# Input data
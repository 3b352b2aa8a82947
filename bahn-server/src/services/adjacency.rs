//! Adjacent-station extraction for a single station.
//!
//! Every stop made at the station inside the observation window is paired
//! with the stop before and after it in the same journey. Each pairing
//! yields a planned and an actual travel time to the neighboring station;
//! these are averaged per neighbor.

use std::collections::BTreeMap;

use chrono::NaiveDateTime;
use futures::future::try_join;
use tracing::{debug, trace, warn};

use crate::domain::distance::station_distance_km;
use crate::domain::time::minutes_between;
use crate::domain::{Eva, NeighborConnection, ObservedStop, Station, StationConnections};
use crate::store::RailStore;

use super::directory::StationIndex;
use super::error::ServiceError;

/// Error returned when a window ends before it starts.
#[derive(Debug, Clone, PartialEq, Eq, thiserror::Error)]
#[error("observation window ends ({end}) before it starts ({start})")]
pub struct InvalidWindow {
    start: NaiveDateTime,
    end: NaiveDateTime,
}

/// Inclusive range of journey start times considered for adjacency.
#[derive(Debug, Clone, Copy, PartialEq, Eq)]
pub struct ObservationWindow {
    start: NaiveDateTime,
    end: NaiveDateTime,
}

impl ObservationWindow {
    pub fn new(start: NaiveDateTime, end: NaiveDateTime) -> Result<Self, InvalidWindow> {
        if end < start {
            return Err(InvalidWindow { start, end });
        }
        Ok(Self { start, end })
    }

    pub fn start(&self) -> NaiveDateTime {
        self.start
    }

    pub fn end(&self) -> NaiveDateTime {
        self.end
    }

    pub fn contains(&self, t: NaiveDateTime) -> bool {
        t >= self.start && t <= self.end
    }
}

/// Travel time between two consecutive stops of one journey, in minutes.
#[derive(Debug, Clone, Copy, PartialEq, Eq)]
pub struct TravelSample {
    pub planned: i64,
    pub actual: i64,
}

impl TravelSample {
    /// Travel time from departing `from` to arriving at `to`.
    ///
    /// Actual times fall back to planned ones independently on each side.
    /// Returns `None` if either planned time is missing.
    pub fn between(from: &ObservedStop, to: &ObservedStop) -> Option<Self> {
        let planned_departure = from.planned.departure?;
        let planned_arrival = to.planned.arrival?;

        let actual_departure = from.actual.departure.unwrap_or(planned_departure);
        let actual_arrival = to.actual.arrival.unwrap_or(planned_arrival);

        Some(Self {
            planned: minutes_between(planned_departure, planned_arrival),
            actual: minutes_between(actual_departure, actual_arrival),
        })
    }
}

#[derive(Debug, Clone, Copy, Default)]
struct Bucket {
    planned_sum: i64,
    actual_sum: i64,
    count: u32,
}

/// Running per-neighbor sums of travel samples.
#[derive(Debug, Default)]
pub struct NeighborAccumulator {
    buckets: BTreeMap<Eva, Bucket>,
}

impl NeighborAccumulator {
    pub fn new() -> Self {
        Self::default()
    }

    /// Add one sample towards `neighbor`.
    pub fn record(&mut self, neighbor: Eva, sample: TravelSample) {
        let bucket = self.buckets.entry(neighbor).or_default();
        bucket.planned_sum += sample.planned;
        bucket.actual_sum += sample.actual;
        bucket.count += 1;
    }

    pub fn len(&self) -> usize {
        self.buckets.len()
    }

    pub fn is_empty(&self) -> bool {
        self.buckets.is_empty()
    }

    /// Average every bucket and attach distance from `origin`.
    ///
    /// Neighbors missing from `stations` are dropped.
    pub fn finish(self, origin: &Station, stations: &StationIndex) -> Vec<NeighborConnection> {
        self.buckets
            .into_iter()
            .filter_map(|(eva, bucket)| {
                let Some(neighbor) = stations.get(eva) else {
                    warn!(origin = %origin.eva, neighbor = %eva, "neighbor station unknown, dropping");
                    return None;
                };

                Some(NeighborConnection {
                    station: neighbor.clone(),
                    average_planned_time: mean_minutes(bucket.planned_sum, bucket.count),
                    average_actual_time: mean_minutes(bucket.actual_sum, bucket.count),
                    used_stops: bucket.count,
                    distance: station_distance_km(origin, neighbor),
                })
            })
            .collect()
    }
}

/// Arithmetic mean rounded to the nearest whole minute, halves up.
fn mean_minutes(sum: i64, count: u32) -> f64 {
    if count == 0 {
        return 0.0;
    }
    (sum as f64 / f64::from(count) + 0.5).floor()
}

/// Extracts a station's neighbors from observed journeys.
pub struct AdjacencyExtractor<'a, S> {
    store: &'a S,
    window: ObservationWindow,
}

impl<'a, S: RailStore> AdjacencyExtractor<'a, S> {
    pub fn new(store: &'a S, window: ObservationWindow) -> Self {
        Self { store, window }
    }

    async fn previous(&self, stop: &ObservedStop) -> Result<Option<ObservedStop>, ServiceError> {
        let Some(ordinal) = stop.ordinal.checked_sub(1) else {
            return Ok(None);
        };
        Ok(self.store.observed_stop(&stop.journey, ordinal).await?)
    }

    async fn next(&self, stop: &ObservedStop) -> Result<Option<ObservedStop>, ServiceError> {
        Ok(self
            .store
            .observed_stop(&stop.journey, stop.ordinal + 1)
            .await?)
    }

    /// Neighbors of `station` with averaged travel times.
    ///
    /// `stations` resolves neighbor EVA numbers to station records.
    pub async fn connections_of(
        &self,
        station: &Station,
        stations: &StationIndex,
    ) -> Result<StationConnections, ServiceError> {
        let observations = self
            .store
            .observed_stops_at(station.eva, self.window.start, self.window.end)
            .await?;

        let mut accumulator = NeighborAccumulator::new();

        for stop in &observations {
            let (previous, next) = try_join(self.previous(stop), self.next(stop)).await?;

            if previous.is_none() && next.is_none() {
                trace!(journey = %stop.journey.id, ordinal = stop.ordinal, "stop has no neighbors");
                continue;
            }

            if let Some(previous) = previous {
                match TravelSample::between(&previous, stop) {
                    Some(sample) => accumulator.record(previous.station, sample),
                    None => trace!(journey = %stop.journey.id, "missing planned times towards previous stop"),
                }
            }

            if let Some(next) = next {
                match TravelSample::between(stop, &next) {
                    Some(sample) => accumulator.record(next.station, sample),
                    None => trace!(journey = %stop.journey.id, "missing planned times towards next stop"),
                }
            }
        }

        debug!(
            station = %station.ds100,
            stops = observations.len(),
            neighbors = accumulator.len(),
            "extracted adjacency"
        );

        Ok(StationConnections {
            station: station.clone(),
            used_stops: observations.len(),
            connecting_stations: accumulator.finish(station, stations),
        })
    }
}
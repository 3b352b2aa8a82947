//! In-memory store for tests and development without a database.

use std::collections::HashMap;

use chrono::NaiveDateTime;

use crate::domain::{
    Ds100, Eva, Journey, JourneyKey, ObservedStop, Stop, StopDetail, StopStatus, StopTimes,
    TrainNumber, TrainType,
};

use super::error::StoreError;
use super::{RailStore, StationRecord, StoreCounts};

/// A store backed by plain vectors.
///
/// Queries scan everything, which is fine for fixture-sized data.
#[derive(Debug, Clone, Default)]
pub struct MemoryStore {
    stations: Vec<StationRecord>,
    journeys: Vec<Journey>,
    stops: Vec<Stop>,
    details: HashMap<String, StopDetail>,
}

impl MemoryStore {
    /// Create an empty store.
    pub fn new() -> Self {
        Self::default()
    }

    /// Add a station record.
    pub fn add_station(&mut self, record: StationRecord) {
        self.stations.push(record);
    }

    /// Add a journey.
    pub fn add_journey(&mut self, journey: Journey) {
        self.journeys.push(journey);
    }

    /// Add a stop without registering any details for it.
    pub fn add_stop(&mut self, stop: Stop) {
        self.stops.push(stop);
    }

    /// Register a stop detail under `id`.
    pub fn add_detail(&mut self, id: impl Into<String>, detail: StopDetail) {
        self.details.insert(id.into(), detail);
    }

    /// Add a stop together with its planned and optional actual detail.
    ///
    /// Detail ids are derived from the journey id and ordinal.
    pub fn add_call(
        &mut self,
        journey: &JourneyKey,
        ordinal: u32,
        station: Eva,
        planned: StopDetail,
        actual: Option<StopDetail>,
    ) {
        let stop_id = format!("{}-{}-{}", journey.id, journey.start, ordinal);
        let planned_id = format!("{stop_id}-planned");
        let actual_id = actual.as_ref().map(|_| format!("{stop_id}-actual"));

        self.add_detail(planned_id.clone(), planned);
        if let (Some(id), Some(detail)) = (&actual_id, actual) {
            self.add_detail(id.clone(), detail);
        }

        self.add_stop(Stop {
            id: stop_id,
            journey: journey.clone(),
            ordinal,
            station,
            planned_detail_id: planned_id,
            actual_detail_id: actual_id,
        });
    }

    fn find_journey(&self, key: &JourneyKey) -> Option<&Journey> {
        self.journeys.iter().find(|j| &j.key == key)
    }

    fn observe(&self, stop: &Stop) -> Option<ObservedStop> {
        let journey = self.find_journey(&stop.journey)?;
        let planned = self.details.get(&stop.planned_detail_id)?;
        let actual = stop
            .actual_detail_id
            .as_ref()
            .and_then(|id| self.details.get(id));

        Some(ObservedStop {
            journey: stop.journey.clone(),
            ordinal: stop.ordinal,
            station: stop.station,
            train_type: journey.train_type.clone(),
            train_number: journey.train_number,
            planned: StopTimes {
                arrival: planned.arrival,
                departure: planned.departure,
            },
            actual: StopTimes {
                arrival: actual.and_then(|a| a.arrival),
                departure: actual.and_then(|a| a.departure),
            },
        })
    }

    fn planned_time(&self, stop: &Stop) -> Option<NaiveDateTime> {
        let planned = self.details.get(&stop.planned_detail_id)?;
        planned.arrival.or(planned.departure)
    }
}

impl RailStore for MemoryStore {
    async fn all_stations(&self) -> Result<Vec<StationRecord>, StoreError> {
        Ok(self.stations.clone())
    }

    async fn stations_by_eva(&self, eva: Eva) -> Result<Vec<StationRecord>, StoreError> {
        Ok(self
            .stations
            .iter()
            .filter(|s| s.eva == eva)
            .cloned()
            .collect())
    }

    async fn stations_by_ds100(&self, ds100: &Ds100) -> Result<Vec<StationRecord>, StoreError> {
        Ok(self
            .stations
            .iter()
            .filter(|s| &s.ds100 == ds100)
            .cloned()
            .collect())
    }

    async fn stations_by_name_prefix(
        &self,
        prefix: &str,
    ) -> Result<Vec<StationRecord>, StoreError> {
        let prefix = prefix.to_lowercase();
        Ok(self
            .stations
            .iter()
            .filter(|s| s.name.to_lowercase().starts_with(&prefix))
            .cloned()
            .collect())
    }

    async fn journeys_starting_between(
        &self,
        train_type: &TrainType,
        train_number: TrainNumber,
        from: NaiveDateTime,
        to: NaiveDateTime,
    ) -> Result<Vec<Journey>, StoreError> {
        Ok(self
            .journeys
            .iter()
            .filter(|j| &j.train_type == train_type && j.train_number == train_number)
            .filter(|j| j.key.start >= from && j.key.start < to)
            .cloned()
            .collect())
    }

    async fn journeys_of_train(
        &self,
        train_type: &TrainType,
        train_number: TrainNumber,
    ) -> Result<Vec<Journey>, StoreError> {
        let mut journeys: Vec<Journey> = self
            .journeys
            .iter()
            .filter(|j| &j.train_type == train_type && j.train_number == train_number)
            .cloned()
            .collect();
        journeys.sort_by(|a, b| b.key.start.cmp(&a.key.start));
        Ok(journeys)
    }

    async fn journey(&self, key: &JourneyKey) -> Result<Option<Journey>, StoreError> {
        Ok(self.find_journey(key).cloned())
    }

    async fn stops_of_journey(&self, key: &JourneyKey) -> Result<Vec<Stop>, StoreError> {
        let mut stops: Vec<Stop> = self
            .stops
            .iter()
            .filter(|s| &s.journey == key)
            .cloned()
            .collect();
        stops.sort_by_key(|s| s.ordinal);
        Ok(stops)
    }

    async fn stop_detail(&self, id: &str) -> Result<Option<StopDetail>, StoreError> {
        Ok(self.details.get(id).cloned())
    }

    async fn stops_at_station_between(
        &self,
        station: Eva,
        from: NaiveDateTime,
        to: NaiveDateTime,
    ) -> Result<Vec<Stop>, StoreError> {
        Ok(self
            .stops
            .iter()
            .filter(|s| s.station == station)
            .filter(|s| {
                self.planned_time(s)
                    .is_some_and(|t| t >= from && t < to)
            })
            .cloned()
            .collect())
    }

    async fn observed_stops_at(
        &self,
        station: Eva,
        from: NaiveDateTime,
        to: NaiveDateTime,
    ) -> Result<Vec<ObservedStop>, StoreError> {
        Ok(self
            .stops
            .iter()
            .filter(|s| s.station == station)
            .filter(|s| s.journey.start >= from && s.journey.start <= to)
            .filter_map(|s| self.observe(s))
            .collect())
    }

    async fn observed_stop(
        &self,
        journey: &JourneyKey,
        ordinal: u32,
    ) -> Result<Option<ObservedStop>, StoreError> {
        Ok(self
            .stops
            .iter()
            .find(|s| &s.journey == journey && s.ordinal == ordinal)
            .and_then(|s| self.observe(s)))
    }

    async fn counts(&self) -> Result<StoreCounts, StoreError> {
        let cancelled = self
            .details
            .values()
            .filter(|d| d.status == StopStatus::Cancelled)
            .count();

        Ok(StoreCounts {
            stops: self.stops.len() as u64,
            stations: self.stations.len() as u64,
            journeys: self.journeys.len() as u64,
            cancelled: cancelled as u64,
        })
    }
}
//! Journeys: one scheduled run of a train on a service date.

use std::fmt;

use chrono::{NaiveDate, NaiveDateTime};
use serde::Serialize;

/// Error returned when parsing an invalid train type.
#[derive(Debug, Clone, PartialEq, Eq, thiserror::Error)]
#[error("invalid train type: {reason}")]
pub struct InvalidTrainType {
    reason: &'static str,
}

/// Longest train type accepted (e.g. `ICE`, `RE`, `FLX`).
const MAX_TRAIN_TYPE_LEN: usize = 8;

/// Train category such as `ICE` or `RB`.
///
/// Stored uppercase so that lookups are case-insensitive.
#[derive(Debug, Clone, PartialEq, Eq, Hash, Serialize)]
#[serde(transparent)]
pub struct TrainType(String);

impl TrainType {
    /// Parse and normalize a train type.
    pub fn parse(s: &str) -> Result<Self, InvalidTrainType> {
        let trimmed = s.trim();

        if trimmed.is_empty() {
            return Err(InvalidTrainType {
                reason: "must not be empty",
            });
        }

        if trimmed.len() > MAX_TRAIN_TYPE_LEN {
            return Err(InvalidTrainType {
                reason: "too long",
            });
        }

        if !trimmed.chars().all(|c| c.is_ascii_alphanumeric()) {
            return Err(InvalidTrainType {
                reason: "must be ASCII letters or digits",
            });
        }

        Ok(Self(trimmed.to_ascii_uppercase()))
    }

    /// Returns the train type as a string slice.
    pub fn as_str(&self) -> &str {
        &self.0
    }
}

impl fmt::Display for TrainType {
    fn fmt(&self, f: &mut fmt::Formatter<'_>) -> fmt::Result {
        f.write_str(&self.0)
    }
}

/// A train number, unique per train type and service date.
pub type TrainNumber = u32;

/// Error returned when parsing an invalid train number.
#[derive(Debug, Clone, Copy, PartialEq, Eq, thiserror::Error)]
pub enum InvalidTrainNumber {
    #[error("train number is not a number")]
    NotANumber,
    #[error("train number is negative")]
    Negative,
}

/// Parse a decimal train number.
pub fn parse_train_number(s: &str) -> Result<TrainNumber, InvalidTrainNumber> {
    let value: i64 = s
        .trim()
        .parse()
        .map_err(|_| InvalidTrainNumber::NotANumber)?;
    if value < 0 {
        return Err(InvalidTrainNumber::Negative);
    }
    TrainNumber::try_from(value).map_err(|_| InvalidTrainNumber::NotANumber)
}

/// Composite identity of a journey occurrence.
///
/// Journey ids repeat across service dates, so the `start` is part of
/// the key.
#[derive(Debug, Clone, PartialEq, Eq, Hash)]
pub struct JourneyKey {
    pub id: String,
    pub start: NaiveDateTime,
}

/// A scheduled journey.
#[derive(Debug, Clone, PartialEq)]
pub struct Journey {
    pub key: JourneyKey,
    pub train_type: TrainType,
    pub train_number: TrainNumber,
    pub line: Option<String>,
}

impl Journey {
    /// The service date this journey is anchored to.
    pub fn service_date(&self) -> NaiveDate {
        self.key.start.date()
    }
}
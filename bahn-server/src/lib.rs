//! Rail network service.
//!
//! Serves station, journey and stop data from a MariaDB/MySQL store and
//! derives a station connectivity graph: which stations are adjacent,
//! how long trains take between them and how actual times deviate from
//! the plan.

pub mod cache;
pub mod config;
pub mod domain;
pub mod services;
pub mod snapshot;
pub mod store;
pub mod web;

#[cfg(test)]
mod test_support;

# Task description
Transcribe, word for word, the data above from its first line through the line with "journey. Each pairing", and include nothing else.

# Answer to the problem
repository 3b352b2aa8a82947
filename bahn-server/src/services/adjacency.rs
//! Adjacent-station extraction for a single station.
//!
//! Every stop made at the station inside the observation window is paired
//! with the stop before and after it in the same journey. Each pairing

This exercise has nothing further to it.